Share this page:
Stay connected:
Welcome to the Citywire Money Forums, where members share investment ideas and discuss everything to do with their money.

You'll need to log in or set up an account to start new discussions or reply to existing ones. See you inside!

Notification

Icon
Error

Safe Investment
Coste
Posted: 12 May 2018 10:09:21(UTC)
#1

Joined: 12/05/2018(UTC)
Posts: 2

I have a variety of investments for my retirement in a few years.

I have investment trusts with SMT, Henderson European and Old Mutual, 3 DC schemes and a couple of DB schemes.

I want to transfer some of my investment trust money say £100k into a safe investment, so I can start to draw down once I reach 55.
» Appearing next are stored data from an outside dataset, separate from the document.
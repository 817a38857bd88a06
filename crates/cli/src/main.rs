//! CarryIT CLI - command line client for the property-management API

mod commands;
mod config;
mod logging;

use anyhow::Result;
use clap::{Parser, ValueEnum};
use commands::Commands;
use std::path::PathBuf;
use std::time::Duration;
use tracing::{Level, error, info};

#[derive(Parser)]
#[command(name = "carryit")]
#[command(about = "Command line client for the CarryIT dashboard API")]
#[command(version)]
struct Cli {
    /// Set logging level
    #[arg(short = 'l', long, global = true, default_value = "warn")]
    log_level: LogLevel,

    /// Emit logs as JSON lines
    #[arg(long, global = true)]
    log_json: bool,

    /// Also write logs to this file
    #[arg(long, global = true)]
    log_file: Option<PathBuf>,

    /// Configuration file (TOML)
    #[arg(short = 'c', long, global = true, env = "CARRYIT_CONFIG")]
    config: Option<PathBuf>,

    /// Timeout for the whole command in seconds (0 = no timeout)
    #[arg(short = 't', long, global = true, default_value = "0")]
    timeout: u64,

    #[command(subcommand)]
    command: Commands,
}

#[tokio::main]
async fn main() -> Result<()> {
    // A missing .env file is fine
    let _ = dotenvy::dotenv();

    let cli = Cli::parse();
    logging::init_logging(cli.log_level.into(), cli.log_json, cli.log_file.as_deref())?;

    let config = config::load(cli.config.as_deref())?;
    info!(api_base_url = %config.api_base_url, "Starting CarryIT CLI");

    let outcome = if cli.timeout == 0 {
        cli.command.execute(&config).await
    } else {
        let timeout_duration = Duration::from_secs(cli.timeout);
        match tokio::time::timeout(timeout_duration, cli.command.execute(&config)).await {
            Ok(outcome) => outcome,
            Err(_) => {
                error!("Command timed out after {} seconds", cli.timeout);
                std::process::exit(1);
            }
        }
    };

    if let Err(e) = outcome {
        error!("Command failed: {e:#}");
        eprintln!("error: {e:#}");
        std::process::exit(1);
    }

    Ok(())
}

#[derive(Clone, Debug, ValueEnum)]
enum LogLevel {
    Error,
    Warn,
    Info,
    Debug,
    Trace,
}

impl From<LogLevel> for Level {
    fn from(log_level: LogLevel) -> Self {
        match log_level {
            LogLevel::Error => Self::ERROR,
            LogLevel::Warn => Self::WARN,
            LogLevel::Info => Self::INFO,
            LogLevel::Debug => Self::DEBUG,
            LogLevel::Trace => Self::TRACE,
        }
    }
}
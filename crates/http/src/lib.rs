//! CarryIT HTTP client
//!
//! Typed access to the CarryIT property-management REST API with bearer
//! authentication and transparent access-token refresh.

pub mod client;
pub mod types;

pub use client::error::{ClientError, RefreshError};
pub use client::request::{ApiRequest, FilePart, RequestBody, ResponseType};
pub use client::{
    ApiClient, ApiClientBuilder, ListParams, RequestOptions, SessionEvent, SessionManager,
    SessionState, TokenRefresher,
};
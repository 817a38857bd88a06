//! Utility and unit utility client methods

use super::request::{ApiRequest, ListParams};
use super::{ApiClient, ClientError};
use serde_json::Value as JsonValue;

impl ApiClient {
    /// List utilities
    pub async fn list_utilities(&self, params: &ListParams) -> Result<JsonValue, ClientError> {
        self.execute(&ApiRequest::get(params.apply("/utilities")))
            .await
    }

    /// Get a utility
    pub async fn get_utility(&self, utility_id: i64) -> Result<JsonValue, ClientError> {
        self.execute(&ApiRequest::get(format!("/utilities/{utility_id}")))
            .await
    }

    /// Create a utility
    pub async fn create_utility(&self, utility: JsonValue) -> Result<JsonValue, ClientError> {
        self.execute(&ApiRequest::post("/utilities/").json(utility))
            .await
    }

    /// Update a utility
    pub async fn update_utility(
        &self,
        utility_id: i64,
        utility: JsonValue,
    ) -> Result<JsonValue, ClientError> {
        self.execute(&ApiRequest::put(format!("/utilities/{utility_id}")).json(utility))
            .await
    }

    /// Delete a utility
    pub async fn delete_utility(&self, utility_id: i64) -> Result<JsonValue, ClientError> {
        self.execute(&ApiRequest::delete(format!("/utilities/{utility_id}")))
            .await
    }

    /// List utilities attached to units
    pub async fn list_unit_utilities(&self, params: &ListParams) -> Result<JsonValue, ClientError> {
        self.execute(&ApiRequest::get(params.apply("/unit-utilities")))
            .await
    }

    /// Attach a utility to a unit
    pub async fn create_unit_utility(&self, utility: JsonValue) -> Result<JsonValue, ClientError> {
        self.execute(&ApiRequest::post("/unit-utilities/").json(utility))
            .await
    }

    /// Update a unit utility
    pub async fn update_unit_utility(
        &self,
        utility_id: i64,
        utility: JsonValue,
    ) -> Result<JsonValue, ClientError> {
        let request = ApiRequest::put(format!("/unit-utilities/{utility_id}")).json(utility);
        self.execute(&request).await
    }

    /// Detach a utility from a unit
    pub async fn delete_unit_utility(&self, utility_id: i64) -> Result<JsonValue, ClientError> {
        self.execute(&ApiRequest::delete(format!("/unit-utilities/{utility_id}")))
            .await
    }

    /// Utilities of one unit
    pub async fn utilities_for_unit(&self, unit_id: i64) -> Result<JsonValue, ClientError> {
        let path = ListParams::default().filter("unit_id", unit_id).apply("/unit-utilities");
        self.execute(&ApiRequest::get(path)).await
    }

    /// Utilities of one property
    pub async fn utilities_for_property(&self, property_id: i64) -> Result<JsonValue, ClientError> {
        let path = ListParams::default()
            .filter("property_id", property_id)
            .apply("/utilities");
        self.execute(&ApiRequest::get(path)).await
    }
}
//! Persisted key-value storage for session credentials
//!
//! The store plays the role browser local storage plays for the web
//! dashboard: a flat map of string keys to string values that survives
//! restarts (for [`FileTokenStore`]) and is shared by every request.

use crate::{CoreError, CoreResult};
use std::collections::HashMap;
use std::path::{Path, PathBuf};
use std::sync::{Mutex, MutexGuard, PoisonError, RwLock};
use tracing::debug;

/// Key holding the access token
pub const ACCESS_TOKEN_KEY: &str = "token";

/// Key holding the refresh token
pub const REFRESH_TOKEN_KEY: &str = "refresh_token";

/// Key holding the signed-in user's profile as JSON
pub const USER_KEY: &str = "user";

/// Keys removed when a session ends
pub const SESSION_KEYS: [&str; 3] = [ACCESS_TOKEN_KEY, REFRESH_TOKEN_KEY, USER_KEY];

/// Process-wide persisted key-value store
///
/// Every `set` replaces the previous value as a whole; readers never see a
/// partially written value.
pub trait TokenStore: Send + Sync {
    /// Read a value
    fn get(&self, key: &str) -> Option<String>;

    /// Write a value, replacing any previous one
    fn set(&self, key: &str, value: &str) -> CoreResult<()>;

    /// Remove a value; removing a missing key is not an error
    fn remove(&self, key: &str) -> CoreResult<()>;

    /// Remove several values at once
    fn remove_all(&self, keys: &[&str]) -> CoreResult<()> {
        for key in keys {
            self.remove(key)?;
        }
        Ok(())
    }
}

/// In-memory store, lost when the process exits
#[derive(Debug, Default)]
pub struct MemoryTokenStore {
    entries: RwLock<HashMap<String, String>>,
}

impl MemoryTokenStore {
    /// Create an empty store
    pub fn new() -> Self {
        Self::default()
    }

    /// Create a store pre-populated with a token pair
    pub fn with_tokens(access_token: &str, refresh_token: &str) -> Self {
        let mut entries = HashMap::new();
        entries.insert(ACCESS_TOKEN_KEY.to_string(), access_token.to_string());
        entries.insert(REFRESH_TOKEN_KEY.to_string(), refresh_token.to_string());
        Self {
            entries: RwLock::new(entries),
        }
    }
}

impl TokenStore for MemoryTokenStore {
    fn get(&self, key: &str) -> Option<String> {
        self.entries
            .read()
            .unwrap_or_else(PoisonError::into_inner)
            .get(key)
            .cloned()
    }

    fn set(&self, key: &str, value: &str) -> CoreResult<()> {
        self.entries
            .write()
            .unwrap_or_else(PoisonError::into_inner)
            .insert(key.to_string(), value.to_string());
        Ok(())
    }

    fn remove(&self, key: &str) -> CoreResult<()> {
        self.entries
            .write()
            .unwrap_or_else(PoisonError::into_inner)
            .remove(key);
        Ok(())
    }
}

/// JSON file backed store
///
/// The file is read once on open and rewritten on every change through a
/// temporary sibling file and a rename.
#[derive(Debug)]
pub struct FileTokenStore {
    path: PathBuf,
    entries: Mutex<HashMap<String, String>>,
}

impl FileTokenStore {
    /// Open the store at `path`, creating an empty one if the file is missing
    ///
    /// # Errors
    ///
    /// Returns an error if the file exists but cannot be read or parsed
    pub fn open<P: AsRef<Path>>(path: P) -> CoreResult<Self> {
        let path = path.as_ref().to_path_buf();
        let entries = match std::fs::read_to_string(&path) {
            Ok(content) if content.trim().is_empty() => HashMap::new(),
            Ok(content) => serde_json::from_str(&content)?,
            Err(e) if e.kind() == std::io::ErrorKind::NotFound => HashMap::new(),
            Err(e) => {
                return Err(CoreError::storage(format!(
                    "Failed to read {}: {e}",
                    path.display()
                )));
            }
        };

        debug!(path = %path.display(), entries = entries.len(), "Opened token store");
        Ok(Self {
            path,
            entries: Mutex::new(entries),
        })
    }

    /// Location of the backing file
    pub fn path(&self) -> &Path {
        &self.path
    }

    fn lock(&self) -> MutexGuard<'_, HashMap<String, String>> {
        self.entries.lock().unwrap_or_else(PoisonError::into_inner)
    }

    fn persist(&self, entries: &HashMap<String, String>) -> CoreResult<()> {
        if let Some(parent) = self.path.parent() {
            std::fs::create_dir_all(parent)?;
        }

        let content = serde_json::to_string_pretty(entries)?;
        let tmp = self.path.with_extension("tmp");
        std::fs::write(&tmp, content)?;

        // Tokens are credentials: owner read/write only
        #[cfg(unix)]
        {
            use std::os::unix::fs::PermissionsExt;
            std::fs::set_permissions(&tmp, std::fs::Permissions::from_mode(0o600))?;
        }

        if let Err(e) = std::fs::rename(&tmp, &self.path) {
            let _ = std::fs::remove_file(&tmp);
            return Err(e.into());
        }
        Ok(())
    }

    /// Apply `change` to a copy of the entries and keep it only once it is on disk
    fn update<F>(&self, change: F) -> CoreResult<()>
    where
        F: FnOnce(&mut HashMap<String, String>) -> bool,
    {
        let mut entries = self.lock();
        let mut next = entries.clone();
        if !change(&mut next) {
            return Ok(());
        }

        self.persist(&next)?;
        *entries = next;
        Ok(())
    }
}

impl TokenStore for FileTokenStore {
    fn get(&self, key: &str) -> Option<String> {
        self.lock().get(key).cloned()
    }

    fn set(&self, key: &str, value: &str) -> CoreResult<()> {
        self.update(|entries| {
            entries.insert(key.to_string(), value.to_string());
            true
        })
    }

    fn remove(&self, key: &str) -> CoreResult<()> {
        self.update(|entries| entries.remove(key).is_some())
    }

    fn remove_all(&self, keys: &[&str]) -> CoreResult<()> {
        self.update(|entries| {
            let before = entries.len();
            for key in keys {
                entries.remove(*key);
            }
            entries.len() != before
        })
    }
}

#[cfg(test)]
mod tests {
    use super::*;
    use crate::tests::storage::TokenStoreTestSuite;

    #[test]
    fn test_memory_store_suite() {
        TokenStoreTestSuite::new(MemoryTokenStore::new()).run_all_tests();
    }

    #[test]
    fn test_file_store_suite() {
        let dir = tempfile::tempdir().unwrap();
        let store = FileTokenStore::open(dir.path().join("session.json")).unwrap();
        TokenStoreTestSuite::new(store).run_all_tests();
    }

    #[test]
    fn test_file_store_survives_reopen() {
        let dir = tempfile::tempdir().unwrap();
        let path = dir.path().join("nested").join("session.json");

        let store = FileTokenStore::open(&path).unwrap();
        store.set(ACCESS_TOKEN_KEY, "A1").unwrap();
        store.set(REFRESH_TOKEN_KEY, "R1").unwrap();
        drop(store);

        let reopened = FileTokenStore::open(&path).unwrap();
        assert_eq!(reopened.get(ACCESS_TOKEN_KEY).as_deref(), Some("A1"));
        assert_eq!(reopened.get(REFRESH_TOKEN_KEY).as_deref(), Some("R1"));
        assert!(!path.with_extension("tmp").exists());
    }

    #[test]
    fn test_file_store_rejects_corrupt_file() {
        let dir = tempfile::tempdir().unwrap();
        let path = dir.path().join("session.json");
        std::fs::write(&path, "{not json").unwrap();

        assert!(matches!(
            FileTokenStore::open(&path),
            Err(CoreError::Serialization { .. })
        ));
    }

    #[cfg(unix)]
    #[test]
    fn test_file_store_is_private_to_owner() {
        use std::os::unix::fs::PermissionsExt;

        let dir = tempfile::tempdir().unwrap();
        let path = dir.path().join("session.json");
        let store = FileTokenStore::open(&path).unwrap();
        store.set(ACCESS_TOKEN_KEY, "A1").unwrap();

        let mode = std::fs::metadata(&path).unwrap().permissions().mode();
        assert_eq!(mode & 0o777, 0o600);
    }

    #[test]
    fn test_failed_write_leaves_store_unchanged() {
        let dir = tempfile::tempdir().unwrap();
        let path = dir.path().join("session.json");
        let store = FileTokenStore::open(&path).unwrap();
        store.set(REFRESH_TOKEN_KEY, "R1").unwrap();

        // A non-empty directory in place of the file makes the rename fail
        std::fs::remove_file(&path).unwrap();
        std::fs::create_dir(&path).unwrap();
        std::fs::write(path.join("blocker"), "x").unwrap();

        assert!(store.set(ACCESS_TOKEN_KEY, "A9").is_err());
        assert_eq!(store.get(ACCESS_TOKEN_KEY), None);
        assert!(store.remove(REFRESH_TOKEN_KEY).is_err());
        assert_eq!(store.get(REFRESH_TOKEN_KEY).as_deref(), Some("R1"));
        assert!(!path.with_extension("tmp").exists());
    }

    #[test]
    fn test_memory_store_with_tokens() {
        let store = MemoryTokenStore::with_tokens("A1", "R1");
        assert_eq!(store.get(ACCESS_TOKEN_KEY).as_deref(), Some("A1"));
        assert_eq!(store.get(REFRESH_TOKEN_KEY).as_deref(), Some("R1"));
        assert_eq!(store.get(USER_KEY), None);
    }
}
//! Tenant management client methods

use super::request::{ApiRequest, FilePart, ListParams, RequestOptions, with_query};
use super::units::encode_segment;
use super::{ApiClient, ClientError};
use chrono::NaiveDate;
use serde_json::{Value as JsonValue, json};

impl ApiClient {
    /// List tenants
    pub async fn list_tenants(&self, params: &ListParams) -> Result<JsonValue, ClientError> {
        self.execute(&ApiRequest::get(params.apply("/tenants"))).await
    }

    /// Get a tenant
    pub async fn get_tenant(&self, tenant_id: i64) -> Result<JsonValue, ClientError> {
        self.execute(&ApiRequest::get(format!("/tenants/{tenant_id}")))
            .await
    }

    /// Create a tenant
    pub async fn create_tenant(&self, tenant: JsonValue) -> Result<JsonValue, ClientError> {
        self.execute(&ApiRequest::post("/tenants").json(tenant)).await
    }

    /// Update a tenant
    pub async fn update_tenant(
        &self,
        tenant_id: i64,
        tenant: JsonValue,
    ) -> Result<JsonValue, ClientError> {
        self.execute(&ApiRequest::put(format!("/tenants/{tenant_id}")).json(tenant))
            .await
    }

    /// Delete a tenant
    pub async fn delete_tenant(&self, tenant_id: i64) -> Result<JsonValue, ClientError> {
        self.execute(&ApiRequest::delete(format!("/tenants/{tenant_id}")))
            .await
    }

    /// Set a tenant's rent payment status
    pub async fn update_tenant_payment_status(
        &self,
        tenant_id: i64,
        status: &str,
        payment_date: Option<NaiveDate>,
    ) -> Result<JsonValue, ClientError> {
        let path = with_query(
            &format!("/tenants/{tenant_id}/payment-status"),
            [
                ("status", Some(status.to_string())),
                ("payment_date", payment_date.map(|d| d.to_string())),
            ],
        );
        self.execute(&ApiRequest::patch(path)).await
    }

    /// Record a tenant moving out
    pub async fn move_out_tenant(
        &self,
        tenant_id: i64,
        move_out_date: NaiveDate,
    ) -> Result<JsonValue, ClientError> {
        let request = ApiRequest::patch(format!("/tenants/{tenant_id}/move-out"))
            .json(json!({ "move_out_date": move_out_date.to_string() }));
        self.execute(&request).await
    }

    /// Tenants with overdue rent
    pub async fn overdue_tenants(&self) -> Result<JsonValue, ClientError> {
        self.execute(&ApiRequest::get("/tenants/overdue")).await
    }

    /// Payment status of all tenants, optionally for one property
    pub async fn tenants_payment_status(
        &self,
        property_id: Option<i64>,
    ) -> Result<JsonValue, ClientError> {
        let path = with_query(
            "/tenants/payment-status",
            [("property_id", property_id.map(|id| id.to_string()))],
        );
        self.execute(&ApiRequest::get(path)).await
    }

    /// Search tenants by free text
    pub async fn search_tenants(
        &self,
        query: &str,
        skip: u32,
        limit: u32,
    ) -> Result<JsonValue, ClientError> {
        let path = ListParams::page(skip, limit)
            .apply(&format!("/tenants/search/{}", encode_segment(query)));
        self.execute(&ApiRequest::get(path)).await
    }

    /// Upload both sides of a tenant's national ID
    pub async fn upload_national_id(
        &self,
        tenant_id: i64,
        front: FilePart,
        back: FilePart,
    ) -> Result<JsonValue, ClientError> {
        let front = FilePart {
            field: "front_image".to_string(),
            ..front
        };
        let back = FilePart {
            field: "back_image".to_string(),
            ..back
        };
        let request = ApiRequest::post(format!("/tenants/{tenant_id}/upload-national-id"))
            .multipart(vec![front, back])
            .options(RequestOptions::upload());
        self.execute(&request).await
    }
}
I would like it to match inflation but don't want any of the capital to be at risk.

I would be grateful for any advice offered, thank you.
AJW
Posted: 16 May 2018 13:23:11(UTC)
#2

Joined: 15/06/2017(UTC)
Posts: 82

Thanks: 78 times
Was thanked: 56 time(s) in 38 post(s)
Ain't that the dream.

How many years until retirement? Look into NS&I bonds for capital guaranteed protection.
Tony Peterson
Posted: 16 May 2018 13:35:05(UTC)
#3

Joined: 10/08/2009(UTC)
Posts: 1,252

Thanks: 775 times
Was thanked: 1580 time(s) in 649 post(s)
You don't want your capital to be at risk???

But your life is at risk. All the time.

Why not have a little fun with the capital which you will one day lose one way or the other??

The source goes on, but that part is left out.